(Cut-and-pasted from an earlier post.) I don't write as much about TV these days. One reason is that there is indeed too much good stuff ... it's hard enough to keep up with the watching, much less the writing. But I've found a catch-all way to inject TV into the blog, AV Club's "The 100 best TV shows of the 2010s". It's an obvious way to make my point about too much good stuff ... the list has 100 shows, and I haven't watched many of them (about a third). (Not to mention the thing about all such lists: each of us wonders why our favorite show didn't make the cut? Shout out to The 100, Lights Out, Agent Carter, Sweet/Vicious, Outlander, and Hot Ones.) What follows is a few comments about some shows I did watch. This will be a multiple-post thread.

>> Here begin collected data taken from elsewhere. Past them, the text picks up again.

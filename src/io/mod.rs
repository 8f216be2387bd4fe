//! I/O module
//!
//! Handles CSV parsing and output.
//!
//! # Components
//!
//! - `csv_format` - CSV format handling (command conversion, account output)
//! - `sync_reader` - Synchronous CSV reader with iterator interface
//! - `async_reader` - Asynchronous CSV reader with batch reading interface

pub mod async_reader;
pub mod csv_format;
pub mod sync_reader;

pub use async_reader::AsyncReader;
pub use csv_format::{convert_csv_record, write_accounts_csv, CsvRecord};
pub use sync_reader::SyncReader;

These are shows you may not have watched. You have all the time in the world now to catch up with them (they have all finished their run). Numbers are their place in the AV Club poll.
Mr. Robot (56). I read on more than one occasion that Mr. Robot lost its buzz after the first season. As far as I can tell, this is based on a reveal about the nature of the title character, as if once you know who Mr. Robot is, there is nothing left to watch. That's just silly. Yes, it matters than Elliot, the lead character played by Rami Malek, has dissociative identity disorder ... in fact, at the end of four seasons, you realize Elliot and his relations with others is the core of the entire series. (Malek received an Emmy for his performance, three years before he won an Oscar playing Freddie Mercury.) But Mr. Robot was also a complicated, if fictional, study of the possibilities of anti-capitalism, and the stylistic quirks of creator Sam Esmail were usually fascinating and rarely self-indulgent. (This clip, from late in the final season, needs a spoiler alert if you're into that.)

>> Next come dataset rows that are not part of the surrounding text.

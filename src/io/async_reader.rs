//! Asynchronous CSV reader with batch interface
//!
//! ```text
//! CSV Reader → AsyncReader → Batches of CommandRecords
//!                  ↓
//!           csv_format module
//!           (CsvRecord, convert_csv_record)
//! ```

use crate::io::csv_format::{convert_csv_record, CsvRecord};
use crate::types::CommandRecord;
use csv_async::AsyncReaderBuilder;
use futures::io::AsyncRead;
use futures::stream::StreamExt;

/// Asynchronous CSV reader
///
/// Provides a batch reading interface over replay commands.
pub struct AsyncReader<R: AsyncRead + Unpin> {
    csv_reader: csv_async::AsyncDeserializer<R>,
}

impl<R: AsyncRead + Unpin + Send + 'static> AsyncReader<R> {
    pub fn new(reader: R) -> Self {
        let csv_reader = AsyncReaderBuilder::new()
            .flexible(true)
            .trim(csv_async::Trim::All)
            .create_deserializer(reader);

        Self { csv_reader }
    }

    /// Read a batch of replay commands
    ///
    /// Reads up to `batch_size` rows. Rows that fail to parse or convert are
    /// logged and skipped, and do not count toward the batch size.
    ///
    /// # Returns
    ///
    /// The converted commands in file order. An empty vector means the end of
    /// the file was reached.
    pub async fn read_batch(&mut self, batch_size: usize) -> Vec<CommandRecord> {
        let mut batch = Vec::with_capacity(batch_size);
        let mut records = self.csv_reader.deserialize::<CsvRecord>();

        while batch.len() < batch_size {
            match records.next().await {
                Some(Ok(csv_record)) => match convert_csv_record(csv_record) {
                    Ok(command) => batch.push(command),
                    Err(e) => tracing::warn!(error = %e, "Skipping invalid command"),
                },
                Some(Err(e)) => tracing::warn!(error = %e, "Skipping unreadable CSV row"),
                None => break,
            }
        }

        batch
    }
}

Rectify (26). One of the great TV shows of all time, Rectify somehow ran for four seasons even though no one watched. It's impossible to sell ... Death Row prisoner is released on DNA evidence and tries to make his way back into society, in one of the slowest-moving shows I've ever seen. Rectify was created by actor Ray McKinnon, known for Deadwood, Sons of Anarchy, and most recently Ford v. Ferrari. It was truly remarkable, and the only way you'll ever find out is if you set aside the time to watch it. It would be a star-making performance for Aden Young, if anyone had seen it.

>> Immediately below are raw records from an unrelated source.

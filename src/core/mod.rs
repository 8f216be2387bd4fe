//! Core business logic module
//!
//! This module contains the ledger and loan processing components:
//! - `traits` - Clock and reference-number source seams
//! - `ledger_store` - Locked account rows, journals and indexes
//! - `limit_policy` - Pure validation of money movements
//! - `numbering` - Unique reference and account number allocation
//! - `balance_mutator` - The only writer of balances and journals
//! - `solvency` - Usable bank funds and the bank position
//! - `loan_lifecycle` - Loan applications from submission to disbursement
//! - `transaction_service` - Authorized entry points for every operation
//! - `engine` - Replay of CSV commands against the service
//! - `batch_processor` - Customer-partitioned parallel replay

pub mod balance_mutator;
pub mod batch_processor;
pub mod engine;
pub mod ledger_store;
pub mod limit_policy;
pub mod loan_lifecycle;
pub mod numbering;
pub mod solvency;
pub mod traits;
pub mod transaction_service;

pub use balance_mutator::{BalanceMutator, Posting, Reversal};
pub use batch_processor::{BatchProcessor, ProcessingResult};
pub use engine::CommandEngine;
pub use ledger_store::LedgerStore;
pub use loan_lifecycle::{Disbursement, LoanApproval, LoanLifecycleController, ReviewDecision};
pub use solvency::{BankPosition, SolvencyCalculator};
pub use traits::{Clock, ManualClock, RandomReferences, ReferenceSource, SystemClock};
pub use transaction_service::TransactionService;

Justified (21). The best-ever representation of Elmore Leonard on television. It ran for six seasons and featured a terrific extended cast, including Margo Martindale and Jeremy Davies, who both won Emmys for their work here. But even with all the talent on screen, the essence of the show was the relationship between Timothy Olyphant as Raylan Givens and Walton Goggins as Boyd Crowder. And don't forget the shout out to Karen Sisco.